Visualizing Earth’s Water Cycle through E3SM Simulations

  • August 18, 2020
  • Brief,Home Page Feature
  • Earth’s water cycle is a non-trivial multiscale system. Following water molecules along the circular conceptual path of evaporation, condensation, precipitation, and accumulation in an Earth system model requires multi-phase simulations in land, ice, ocean, and the atmosphere. Visualizing this flow and processing the data for scientific gain is uniquely challenging, and a multi-dimensional space (three spatial dimensions and the time component) is necessary to comprehend its grandeur.

    Traditionally, components of the water cycle have been viewed in two-dimensional contour plots, with latitude and longitude or time and space axes. These types of visualizations are often used in journals and presentations. In the case of the water cycle, water flow through the system is often averaged across time or space dimensions. In this work, new ways have been explored to visualize the multiple components of the simulated Earth system by using tools capable of projecting time-evolving fluids on a spherical coordinate system. This new set of tools includes ParaView, Houdini, Unity, and the new Universal Scene Description (USD) data format. New hardware has also been tested, allowing users to experience Earth systems data in virtual reality. Two types of simulations were visualized. The first type was a coupled-model configuration in which all components of the Earth system from the Energy Exascale Earth System Model (E3SM) were active. The second type was an atmosphere-only model with a simplified representation of the cloud physics to simulate a supercell thunderstorm.

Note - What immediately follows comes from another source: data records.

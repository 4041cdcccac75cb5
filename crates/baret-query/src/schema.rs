// SPDX-License-Identifier: Apache-2.0

use crate::QueryError;
use rusqlite::Connection;

const DDL: &str = "
CREATE TABLE IF NOT EXISTS incidents (
    id INTEGER PRIMARY KEY AUTOINCREMENT,
    title TEXT NOT NULL,
    description TEXT,
    department TEXT,
    location TEXT,
    severity TEXT NOT NULL,
    status TEXT NOT NULL,
    occurred_at TEXT NOT NULL,
    reported_by TEXT
);
CREATE INDEX IF NOT EXISTS idx_incidents_occurred_at ON incidents(occurred_at);
CREATE INDEX IF NOT EXISTS idx_incidents_status ON incidents(status);

CREATE TABLE IF NOT EXISTS risk_assessments (
    id INTEGER PRIMARY KEY AUTOINCREMENT,
    title TEXT NOT NULL,
    description TEXT,
    department TEXT,
    location TEXT,
    severity INTEGER,
    likelihood INTEGER,
    status TEXT NOT NULL,
    created_at TEXT NOT NULL,
    assessed_by TEXT
);
CREATE INDEX IF NOT EXISTS idx_risk_assessments_created_at ON risk_assessments(created_at);

CREATE TABLE IF NOT EXISTS audits (
    id INTEGER PRIMARY KEY AUTOINCREMENT,
    title TEXT NOT NULL,
    department TEXT,
    status TEXT NOT NULL,
    audit_date TEXT NOT NULL,
    auditor TEXT
);
CREATE INDEX IF NOT EXISTS idx_audits_audit_date ON audits(audit_date);

CREATE TABLE IF NOT EXISTS trainings (
    id INTEGER PRIMARY KEY AUTOINCREMENT,
    title TEXT NOT NULL,
    department TEXT,
    status TEXT NOT NULL,
    start_date TEXT NOT NULL,
    trainer TEXT
);
CREATE INDEX IF NOT EXISTS idx_trainings_start_date ON trainings(start_date);

CREATE TABLE IF NOT EXISTS equipment (
    id INTEGER PRIMARY KEY AUTOINCREMENT,
    name TEXT NOT NULL,
    department TEXT,
    status TEXT NOT NULL,
    location TEXT,
    next_maintenance TEXT
);
CREATE INDEX IF NOT EXISTS idx_equipment_next_maintenance ON equipment(next_maintenance);

CREATE TABLE IF NOT EXISTS tasks (
    id INTEGER PRIMARY KEY AUTOINCREMENT,
    title TEXT NOT NULL,
    status TEXT NOT NULL,
    due_date TEXT NOT NULL,
    assigned_to TEXT
);
CREATE INDEX IF NOT EXISTS idx_tasks_due_date ON tasks(due_date);
";

/// Idempotent schema bootstrap; safe to run on every startup.
pub fn ensure_schema(conn: &Connection) -> Result<(), QueryError> {
    conn.execute_batch(DDL)?;
    Ok(())
}

#[cfg(test)]
mod tests {
    use super::*;

    #[test]
    fn bootstrap_is_idempotent() {
        let conn = Connection::open_in_memory().unwrap();
        ensure_schema(&conn).unwrap();
        ensure_schema(&conn).unwrap();
        let tables: i64 = conn
            .query_row(
                "SELECT COUNT(*) FROM sqlite_master WHERE type = 'table' AND name IN \
                 ('incidents', 'risk_assessments', 'audits', 'trainings', 'equipment', 'tasks')",
                [],
                |row| row.get(0),
            )
            .unwrap();
        assert_eq!(tables, 6);
    }
}
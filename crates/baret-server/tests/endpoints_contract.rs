// SPDX-License-Identifier: Apache-2.0
//! Keeps the served route table and the published endpoint contract in
//! lockstep; editing one without the other fails here.

use regex::Regex;
use serde::Deserialize;
use std::collections::BTreeSet;
use std::fs;
use std::path::PathBuf;

#[derive(Debug, Deserialize)]
#[serde(deny_unknown_fields)]
struct EndpointsContract {
    endpoints: Vec<EndpointEntry>,
}

#[derive(Debug, Deserialize)]
#[serde(deny_unknown_fields)]
struct EndpointEntry {
    method: String,
    path: String,
    auth: String,
}

fn workspace_root() -> PathBuf {
    PathBuf::from(env!("CARGO_MANIFEST_DIR")).join("..").join("..")
}

fn load_contract() -> EndpointsContract {
    let raw = fs::read_to_string(workspace_root().join("docs/contracts/ENDPOINTS.json"))
        .expect("read endpoints contract");
    serde_json::from_str(&raw).expect("parse endpoints contract")
}

fn routed_paths() -> BTreeSet<String> {
    let source = fs::read_to_string(workspace_root().join("crates/baret-server/src/lib.rs"))
        .expect("read router source");
    let route_re = Regex::new(r#"\.route\(\s*"([^"]+)""#).expect("route regex");
    route_re
        .captures_iter(&source)
        .map(|cap| cap[1].to_string())
        .collect()
}

#[test]
fn published_contract_matches_the_router() {
    let contract = load_contract();

    let mut contract_paths = BTreeSet::new();
    for entry in &contract.endpoints {
        assert_eq!(entry.method, "GET", "unexpected method for {}", entry.path);
        assert!(
            matches!(entry.auth.as_str(), "none" | "bearer" | "bearer+role"),
            "unknown auth class for {}: {}",
            entry.path,
            entry.auth
        );
        assert!(
            contract_paths.insert(entry.path.clone()),
            "duplicate contract entry: {}",
            entry.path
        );
    }

    let routed = routed_paths();
    assert!(!routed.is_empty(), "no routes parsed from the router source");
    let missing: Vec<_> = routed.difference(&contract_paths).collect();
    let stale: Vec<_> = contract_paths.difference(&routed).collect();
    assert!(
        missing.is_empty(),
        "routes missing from contract: {missing:?}"
    );
    assert!(stale.is_empty(), "contract entries with no route: {stale:?}");
}

#[test]
fn auth_classes_follow_the_path_layout() {
    let contract = load_contract();
    for entry in &contract.endpoints {
        let expected = if entry.path.starts_with("/v1/export/") {
            "bearer+role"
        } else if entry.path.starts_with("/v1/") && entry.path != "/v1/version" {
            "bearer"
        } else {
            "none"
        };
        assert_eq!(entry.auth, expected, "auth class for {}", entry.path);
    }
}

    Care was taken throughout the visualization development to document workflows and use free versions of commercial-off-the-shelf and open-source tools. This was done so that the visualization products could be reproduced by new users as new features in the simulations are discovered.

    Energy Exascale Earth System Model Water Cycle Campaign

    E3SM is the Department of Energy’s (DOE) Earth system model designed to answer DOE science questions using DOE computing facilities. The E3SM project includes three sets of simulation experiments:  cryosphere, bio-geochemical cycles, and the water cycle. The water cycle experiment campaign includes a set of simulations designed to understand how the water cycle will change in coming decades under a changing climate. The general circulation of the atmosphere, including precipitation from storm tracks and weather extremes, is the focus of this visualization activity because these Earth system elements are short-lived, but impactful events.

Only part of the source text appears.